Survival Animal Attacks

Hiker Hospitalized After Bringing Home Venomous Snake to Show His Kids

The Australian man mistook the broad-headed snake for a nonvenomous diamond python
Katie Hill Avatar
broad-headed snake and venomous bite
The victim was bitten in the hand while collecting the snake to show his children. Southern Highlands Snake Catcher / Facebook

A man from New South Wales is recovering from a near-death experience after picking up what he thought was a nonvenomous snake on Nov. 2. He found the snake during a hike and thought he’d bring it home to show his kids, thinking it was a diamond python. The snake bit the man, which wasn’t an issue until his hand swelled up and he started vomiting, prompting an emergency visit to the hospital.

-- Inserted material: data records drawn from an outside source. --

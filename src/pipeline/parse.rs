//! Snapshot parsing stage.

use super::PipelineError;
use crate::diff::SnapshotInfo;
use crate::model::{Ecu, EcuSelector, OdisProtocol};
use indexmap::IndexMap;
use std::path::{Path, PathBuf};

/// A parsed ODIS snapshot together with its ECU map.
#[derive(Debug, Clone)]
pub struct ParsedSnapshot {
    /// File the snapshot was read from
    pub path: PathBuf,
    /// The document tree
    pub protocol: OdisProtocol,
    /// All ECUs keyed by (disambiguated) id
    pub ecus: IndexMap<String, Ecu>,
}

impl ParsedSnapshot {
    /// Header data for reports.
    #[must_use]
    pub fn info(&self) -> SnapshotInfo {
        SnapshotInfo::from_protocol(&self.path, &self.protocol)
    }

    #[must_use]
    pub fn ecu_count(&self) -> usize {
        self.ecus.len()
    }
}

/// Parse an ODIS snapshot with context for error messages
pub fn parse_input(path: &Path, quiet: bool) -> anyhow::Result<ParsedSnapshot> {
    if !quiet {
        tracing::info!("Parsing ODIS snapshot: {}", path.display());
    }

    let protocol =
        crate::parsers::parse_odis_file(path).map_err(|e| PipelineError::ParseFailed {
            path: path.display().to_string(),
            source: e.into(),
        })?;
    let ecus = protocol.ecus(&EcuSelector::default());

    if !quiet {
        tracing::info!("Parsed {} ECUs from {}", ecus.len(), path.display());
    }

    Ok(ParsedSnapshot {
        path: path.to_path_buf(),
        protocol,
        ecus,
    })
}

Medical staff at the hospital reached out to Ray McGibbon, a snake expert and catcher, to identify the species. McGibbon informed the staff that the serpent was actually a venomous broad-headed snake, a species that looks similar to the nonvenomous diamond python. 

“They did find traces of venom in the hiker’s system,” McGibbon wrote on the Facebook page for his business, Southern Highlands Snake Catcher. “After [six hours, they] sent [him] home to recover. During that time I collected the snake from his residence, got the location to where they found the snake & returned it back to its habitat Saturday morning.”

After hiking back in to return the snake to its original location, McGibbon realized how lucky the hiker was to make it all the way back before reacting to the venom. Broad-headed snakes inject neurotoxins into the bloodstream when they bite, which can lead to incapacitation and even death. 

broad-headed snake
The venomous broad-headed snake is limited in its range to a small area around Sydney, Australia. Alan / Wikimedia Commons
diamond python in leaves
The diamond python is not venomous, but it will constrict its prey to death. Quartl / Wikimedia Commons

Broad-headed snakes are only found in a roughly 150-mile radius around Sydney in New South Wales. They are considered endangered. Diamond pythons, on the other hand, remain at a stable population, and they can also found in the coastal areas near Sydney. Like all other pythons, these nonvenomous snakes use constriction to kill their prey.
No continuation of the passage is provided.